What are the legal requirements for providing interpreters?
Deaf users of NZSL are legally entitled to be provided with an interpreter in certain settings. This is similar to people who speak a language other than English. The following legislation applies to the provision of interpreters:
- New Zealand Bill of Rights Act 1990, Section 24
- New Zealand Sign Language Act 2006
- Children, Young Persons and their Families Act 1989, Section 9
- Electoral Act 1993, Section 158
- Health and Disability Commissioner Act 1994, section 20(d)
- Health and Disability Commissioner Code of Health and Disability Services Consumers' Rights 1996, Right 5
- Human Rights Act 1993, Section 65
- Mental Health (Compulsory Assessment and Treatment) Act 1992, Section 6
Government agencies need to ensure services and information provided to the public are accessible to Deaf people, on an equal basis with others. This responsibility is stated in the NZSL Act 2006, which has principles to guide government agencies in their interaction with Deaf people (Section 9). It is also stated in the United Nations Convention on the Rights of Persons with Disabilities (Article 21).
The New Zealand Sign Language Act 2006 recognises NZSL as an official language of New Zealand, alongside English and Te Reo Māori.
The Act provides Deaf people with the right to use NZSL in legal proceedings. A qualified, competent NZSL interpreter needs to be provided if a Deaf person has said they want to use NZSL in a court or tribunal.
The Act also states principles to guide government departments in the promotion and use of NZSL. In particular, the Act states in section 9 (1)(c) that “government services and information should be made accessible to the Deaf community through the use of appropriate means (including the use of NZSL)”.
Unless the government staff member meeting with a Deaf person is highly fluent in NZSL, then NZSL interpreters will be needed to ensure effective communication happens.
Read the NZSL Act 2006: http://www.legislation.govt.nz/act/public/2006/0018/latest/whole.html
The United Nations Convention on the Rights of Persons with Disabilities requires States to ensure Deaf people can access government information and services, allow the use of NZSL, and ensure the provision of sign language interpreters. This is principally stated in Article 21 – Freedom of expression and opinion, and access to information .
New Zealand ratified the Convention in September 2008, and the government is obliged to implement its obligations. The Convention has the status of international law, and can be referred to by courts in decision making. All new legislation and policy should be consistent with it. New Zealand is also required to report to the United Nations every four years on progress with implementing the Convention.

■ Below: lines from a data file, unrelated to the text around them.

//! Gigboard CLI client - post jobs, apply, plan work and invoice from a terminal

mod client;
mod messages;

use anyhow::Result;
use chrono::NaiveDate;
use clap::{Parser, Subcommand};
use tracing_subscriber::{layer::SubscriberExt, util::SubscriberInitExt};
use uuid::Uuid;

use crate::client::GigboardClient;
use crate::messages::{
    CreateJobRequest, CreateWorkPlanRequest, InvoiceStatus, Job, RegisterRequest, Role,
    UpdateWorkPlanRequest, WorkPlan, WorkPlanStatus,
};

#[derive(Parser)]
#[command(name = "gigboard")]
#[command(about = "CLI client for the Gigboard job marketplace")]
#[command(version)]
struct Cli {
    /// Server URL
    #[arg(short, long, env = "GIGBOARD_SERVER", default_value = "http://localhost:3000")]
    server: String,

    /// Bearer token from `login`
    #[arg(short, long, env = "GIGBOARD_TOKEN", hide_env_values = true)]
    token: Option<String>,

    #[command(subcommand)]
    command: Commands,
}

#[derive(Subcommand)]
enum Commands {
    /// Create an account
    Register {
        #[arg(short, long)]
        name: String,

        #[arg(short, long, value_enum)]
        role: Role,

        #[arg(short, long)]
        password: String,

        #[arg(long)]
        email: Option<String>,

        #[arg(long)]
        contact_number: Option<String>,

        #[arg(long)]
        skills: Option<String>,

        #[arg(long)]
        education: Option<String>,
    },

    /// Log in and print a bearer token
    Login {
        /// User ID printed by `register`
        #[arg(short, long)]
        user: Uuid,

        #[arg(short, long)]
        password: String,
    },

    /// Show the logged-in user
    Whoami,

    /// Browse and post jobs
    #[command(subcommand)]
    Jobs(JobsCommand),

    /// Apply to an open job
    Apply {
        #[arg(short, long)]
        job: Uuid,

        /// Proposed cost
        #[arg(short, long)]
        cost: f64,
    },

    /// Review applications
    #[command(subcommand)]
    Applications(ApplicationsCommand),

    /// Manage the work plan of an assigned job
    #[command(subcommand)]
    Plan(PlanCommand),

    /// Submit and settle invoices
    #[command(subcommand)]
    Invoice(InvoiceCommand),
}

#[derive(Subcommand)]
enum JobsCommand {
    /// List open jobs
    List {
        /// Case-insensitive title filter
        #[arg(short, long)]
        search: Option<String>,
    },

    /// Show one job
    Show { id: Uuid },

    /// Post a new job (agent)
    Post {
        #[arg(short, long)]
        title: String,

        #[arg(short, long)]
        description: Option<String>,

        #[arg(short, long)]
        budget: Option<f64>,
    },

    /// Jobs you posted (agent)
    Mine,

    /// Jobs assigned to you (contractor)
    Assigned,
}

#[derive(Subcommand)]
enum ApplicationsCommand {
    /// Applications received for a job you posted (agent)
    ForJob { job: Uuid },

    /// Your applications (contractor)
    Mine,

    /// Approve an application; the others on the job are rejected (agent)
    Approve { id: Uuid },

    /// Reject an application (agent)
    Reject { id: Uuid },
}

#[derive(Subcommand)]
enum PlanCommand {
    /// Create the work plan (contractor)
    Create {
        #[arg(short, long)]
        job: Uuid,

        #[arg(short, long)]
        description: String,

        /// YYYY-MM-DD
        #[arg(long)]
        start: Option<NaiveDate>,

        /// YYYY-MM-DD
        #[arg(long)]
        end: Option<NaiveDate>,
    },

    /// Change some fields of the work plan (contractor)
    Update {
        #[arg(short, long)]
        job: Uuid,

        #[arg(short, long)]
        description: Option<String>,

        #[arg(long)]
        start: Option<NaiveDate>,

        #[arg(long)]
        end: Option<NaiveDate>,

        #[arg(long, value_enum)]
        status: Option<WorkPlanStatus>,
    },

    /// Show the work plan
    Show {
        #[arg(short, long)]
        job: Uuid,

        /// View as the job's agent
        #[arg(long)]
        agent: bool,
    },
}

#[derive(Subcommand)]
enum InvoiceCommand {
    /// Invoice a job whose plan is completed (contractor)
    Submit {
        #[arg(short, long)]
        job: Uuid,

        #[arg(short, long)]
        amount: f64,
    },

    /// Move an invoice to APPROVED or PAID (agent)
    Status {
        /// Invoice ID
        id: Uuid,

        #[arg(value_enum)]
        status: InvoiceStatus,
    },

    /// Show the invoice of a job
    ForJob {
        job: Uuid,

        /// Your own invoice (contractor) rather than the agent view
        #[arg(long)]
        mine: bool,
    },

    /// Your invoices (contractor)
    Mine,
}

#[tokio::main]
async fn main() -> Result<()> {
    // Initialize tracing
    tracing_subscriber::registry()
        .with(
            tracing_subscriber::EnvFilter::try_from_default_env()
                .unwrap_or_else(|_| "gigboard_cli=info".into()),
        )
        .with(tracing_subscriber::fmt::layer().with_target(false))
        .init();

    let cli = Cli::parse();
    let client = GigboardClient::new(&cli.server, cli.token)?;

    match cli.command {
        Commands::Register {
            name,
            role,
            password,
            email,
            contact_number,
            skills,
            education,
        } => {
            let user = client
                .register(&RegisterRequest {
                    name,
                    role,
                    password,
                    email,
                    contact_number,
                    skills,
                    education,
                })
                .await?;
            println!("Registered {} ({:?})", user.name, user.role);
            println!("User ID: {}", user.id);
        }
        Commands::Login { user, password } => {
            let token = client.login(user, password).await?;
            println!("{}", token.access_token);
        }
        Commands::Whoami => {
            let user = client.me().await?;
            println!("{} - {} ({:?})", user.id, user.name, user.role);
        }
        Commands::Jobs(command) => run_jobs(&client, command).await?,
        Commands::Apply { job, cost } => {
            let application = client.apply(job, cost).await?;
            println!("Applied: {} ({:?})", application.id, application.status);
        }
        Commands::Applications(command) => run_applications(&client, command).await?,
        Commands::Plan(command) => run_plan(&client, command).await?,
        Commands::Invoice(command) => run_invoice(&client, command).await?,
    }

    Ok(())
}

async fn run_jobs(client: &GigboardClient, command: JobsCommand) -> Result<()> {
    match command {
        JobsCommand::List { search } => print_jobs(&client.list_open_jobs(search.as_deref()).await?),
        JobsCommand::Show { id } => {
            let job = client.get_job(id).await?;
            print_jobs(std::slice::from_ref(&job));
            if let Some(description) = &job.description {
                println!();
                println!("{}", description);
            }
        }
        JobsCommand::Post {
            title,
            description,
            budget,
        } => {
            let job = client
                .post_job(&CreateJobRequest {
                    title,
                    description,
                    budget,
                })
                .await?;
            println!("Posted job {}", job.id);
        }
        JobsCommand::Mine => print_jobs(&client.my_posted_jobs().await?),
        JobsCommand::Assigned => print_jobs(&client.my_assigned_jobs().await?),
    }
    Ok(())
}

async fn run_applications(client: &GigboardClient, command: ApplicationsCommand) -> Result<()> {
    match command {
        ApplicationsCommand::ForJob { job } => {
            let views = client.applications_for_job(job).await?;
            if views.is_empty() {
                println!("No applications yet.");
            }
            for view in views {
                let who = view
                    .contractor
                    .as_ref()
                    .map(|c| c.name.as_str())
                    .unwrap_or("unknown");
                println!(
                    "  {} - {} offers {:.2} ({:?})",
                    view.application.id, who, view.application.proposed_cost, view.application.status
                );
            }
        }
        ApplicationsCommand::Mine => {
            for application in client.my_applications().await? {
                println!(
                    "  {} - job {} at {:.2} ({:?})",
                    application.id, application.job_id, application.proposed_cost, application.status
                );
            }
        }
        ApplicationsCommand::Approve { id } => {
            let outcome = client.approve(id).await?;
            println!(
                "Approved {}; job {} is now {:?}",
                outcome.application.id, outcome.job.id, outcome.job.status
            );
            if !outcome.rejected_application_ids.is_empty() {
                println!(
                    "Rejected {} other application(s)",
                    outcome.rejected_application_ids.len()
                );
            }
        }
        ApplicationsCommand::Reject { id } => {
            let application = client.reject(id).await?;
            println!("Rejected {}", application.id);
        }
    }
    Ok(())
}

async fn run_plan(client: &GigboardClient, command: PlanCommand) -> Result<()> {
    let plan = match command {
        PlanCommand::Create {
            job,
            description,
            start,
            end,
        } => {
            client
                .create_plan(
                    job,
                    &CreateWorkPlanRequest {
                        plan_description: description,
                        start_date: start,
                        end_date: end,
                        status: None,
                    },
                )
                .await?
        }
        PlanCommand::Update {
            job,
            description,
            start,
            end,
            status,
        } => {
            client
                .update_plan(
                    job,
                    &UpdateWorkPlanRequest {
                        plan_description: description,
                        start_date: start,
                        end_date: end,
                        status,
                    },
                )
                .await?
        }
        PlanCommand::Show { job, agent: true } => client.get_plan_as_agent(job).await?,
        PlanCommand::Show { job, agent: false } => client.get_plan(job).await?,
    };
    print_plan(&plan);
    Ok(())
}

async fn run_invoice(client: &GigboardClient, command: InvoiceCommand) -> Result<()> {
    let invoices = match command {
        InvoiceCommand::Submit { job, amount } => vec![client.submit_invoice(job, amount).await?],
        InvoiceCommand::Status { id, status } => {
            vec![client.set_invoice_status(id, status).await?]
        }
        InvoiceCommand::ForJob { job, mine: true } => vec![client.my_invoice_for_job(job).await?],
        InvoiceCommand::ForJob { job, mine: false } => vec![client.invoice_for_job(job).await?],
        InvoiceCommand::Mine => client.my_invoices().await?,
    };

    if invoices.is_empty() {
        println!("No invoices found.");
    }
    for invoice in invoices {
        println!(
            "  {} - job {} amount {:.2} ({:?})",
            invoice.id, invoice.job_id, invoice.amount, invoice.status
        );
    }
    Ok(())
}

fn print_jobs(jobs: &[Job]) {
    if jobs.is_empty() {
        println!("No jobs found.");
        return;
    }
    println!("Jobs:");
    println!("{:─<60}", "");
    for job in jobs {
        let budget = job
            .budget
            .map(|b| format!("{:.2}", b))
            .unwrap_or_else(|| "-".to_string());
        println!(
            "  {} - {} [{:?}] budget {} (posted: {})",
            job.id,
            job.title,
            job.status,
            budget,
            job.created_at.format("%Y-%m-%d %H:%M")
        );
    }
}

fn print_plan(plan: &WorkPlan) {
    let date = |d: Option<NaiveDate>| d.map(|d| d.to_string()).unwrap_or_else(|| "-".into());
    println!("Work plan {} for job {}", plan.id, plan.job_id);
    println!("  status: {:?}", plan.status);
    println!("  from {} to {}", date(plan.start_date), date(plan.end_date));
    if let Some(description) = &plan.plan_description {
        println!("  {}", description);
    }
}
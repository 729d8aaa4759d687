//! HS256 JWT bearer tokens

use chrono::{Duration, Utc};
use jsonwebtoken::errors::ErrorKind;
use jsonwebtoken::{decode, encode, Algorithm, DecodingKey, EncodingKey, Header, Validation};
use serde::{Deserialize, Serialize};
use uuid::Uuid;

use super::{Session, SessionIssuer};
use crate::error::{AppError, Result};
use crate::models::Role;

pub const TOKEN_ISSUER: &str = "gigboard";

#[derive(Debug, Clone, Serialize, Deserialize)]
struct Claims {
    sub: String,
    role: Role,
    iss: String,
    iat: i64,
    exp: i64,
}

pub struct JwtSessionIssuer {
    encoding: EncodingKey,
    decoding: DecodingKey,
    ttl: Duration,
}

impl JwtSessionIssuer {
    pub fn new(secret: &str, ttl: Duration) -> Self {
        Self {
            encoding: EncodingKey::from_secret(secret.as_bytes()),
            decoding: DecodingKey::from_secret(secret.as_bytes()),
            ttl,
        }
    }
}

impl SessionIssuer for JwtSessionIssuer {
    fn issue(&self, session: &Session) -> Result<String> {
        let now = Utc::now();
        let claims = Claims {
            sub: session.user_id.to_string(),
            role: session.role,
            iss: TOKEN_ISSUER.to_string(),
            iat: now.timestamp(),
            exp: (now + self.ttl).timestamp(),
        };

        encode(&Header::new(Algorithm::HS256), &claims, &self.encoding)
            .map_err(|e| AppError::Internal(format!("JWT encoding error: {}", e)))
    }

    fn recover(&self, token: &str) -> Result<Session> {
        let mut validation = Validation::new(Algorithm::HS256);
        validation.set_issuer(&[TOKEN_ISSUER]);

        let data = decode::<Claims>(token, &self.decoding, &validation).map_err(|e| {
            match e.kind() {
                ErrorKind::ExpiredSignature => AppError::InvalidToken("Token expired".to_string()),
                ErrorKind::InvalidSignature => {
                    AppError::InvalidToken("Invalid token signature".to_string())
                }
                _ => AppError::InvalidToken("Malformed token".to_string()),
            }
        })?;

        let user_id = Uuid::parse_str(&data.claims.sub)
            .map_err(|_| AppError::InvalidToken("Invalid subject claim".to_string()))?;

        Ok(Session::new(user_id, data.claims.role))
    }
}

#[cfg(test)]
mod tests {
    use super::*;

    #[test]
    fn test_issue_and_recover() {
        let issuer = JwtSessionIssuer::new("test-secret", Duration::minutes(5));
        let session = Session::new(Uuid::new_v4(), Role::Contractor);

        let token = issuer.issue(&session).unwrap();
        assert_eq!(issuer.recover(&token).unwrap(), session);
    }

    #[test]
    fn test_wrong_secret_is_rejected() {
        let issuer = JwtSessionIssuer::new("secret-a", Duration::minutes(5));
        let other = JwtSessionIssuer::new("secret-b", Duration::minutes(5));
        let token = issuer
            .issue(&Session::new(Uuid::new_v4(), Role::Agent))
            .unwrap();

        assert!(matches!(
            other.recover(&token),
            Err(AppError::InvalidToken(_))
        ));
    }

    #[test]
    fn test_expired_token_is_rejected() {
        let issuer = JwtSessionIssuer::new("test-secret", Duration::hours(-2));
        let token = issuer
            .issue(&Session::new(Uuid::new_v4(), Role::Agent))
            .unwrap();

        match issuer.recover(&token) {
            Err(AppError::InvalidToken(msg)) => assert_eq!(msg, "Token expired"),
            other => panic!("expected expired token, got {:?}", other),
        }
    }

    #[test]
    fn test_garbage_token_is_rejected() {
        let issuer = JwtSessionIssuer::new("test-secret", Duration::minutes(5));
        assert!(matches!(
            issuer.recover("not.a.jwt"),
            Err(AppError::InvalidToken(_))
        ));
    }
}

Read the United Nations Convention on the Rights of Persons with Disabilities: https://www.un.org/development/desa/disabilities/convention-on-the-rights-of-persons-with-disabilities/convention-on-the-rights-of-persons-with-disabilities-2.html
Further information on its implementation in New Zealand: https://www.odi.govt.nz/united-nations-convention-on-the-rights-of-persons-with-disabilities/
It is useful for departments to have an agreed policy on using NZSL interpreters. The NZSL Act 2006 urges government departments and agencies to increase the accessibility of their services to Deaf people through the use of NZSL.
Development and implementation of a NZSL interpreting policy can be useful for a department, so that there is consistent awareness of a Deaf person’s right to have a NZSL interpreter during meetings (whether staff or the public) throughout all levels of the organisation. It should also make clear responsibility for booking and paying for the interpreters.
Budgeting (including a budget for interpreting services) will be a crucial part of departmental policies around NZSL interpreting.
Departments are expected to cover any costs from their baseline budgets as part of their general responsibilities to ensure the public can access and use their service. NZSL interpreters should not be viewed as special add ons.
We suggest that you first check whether your department or agency has NZSL and/or interpreting policies in place. There may be a general interpreters and translators’ policy, for example, that may be adapted to incorporate the specific needs of NZSL interpreting.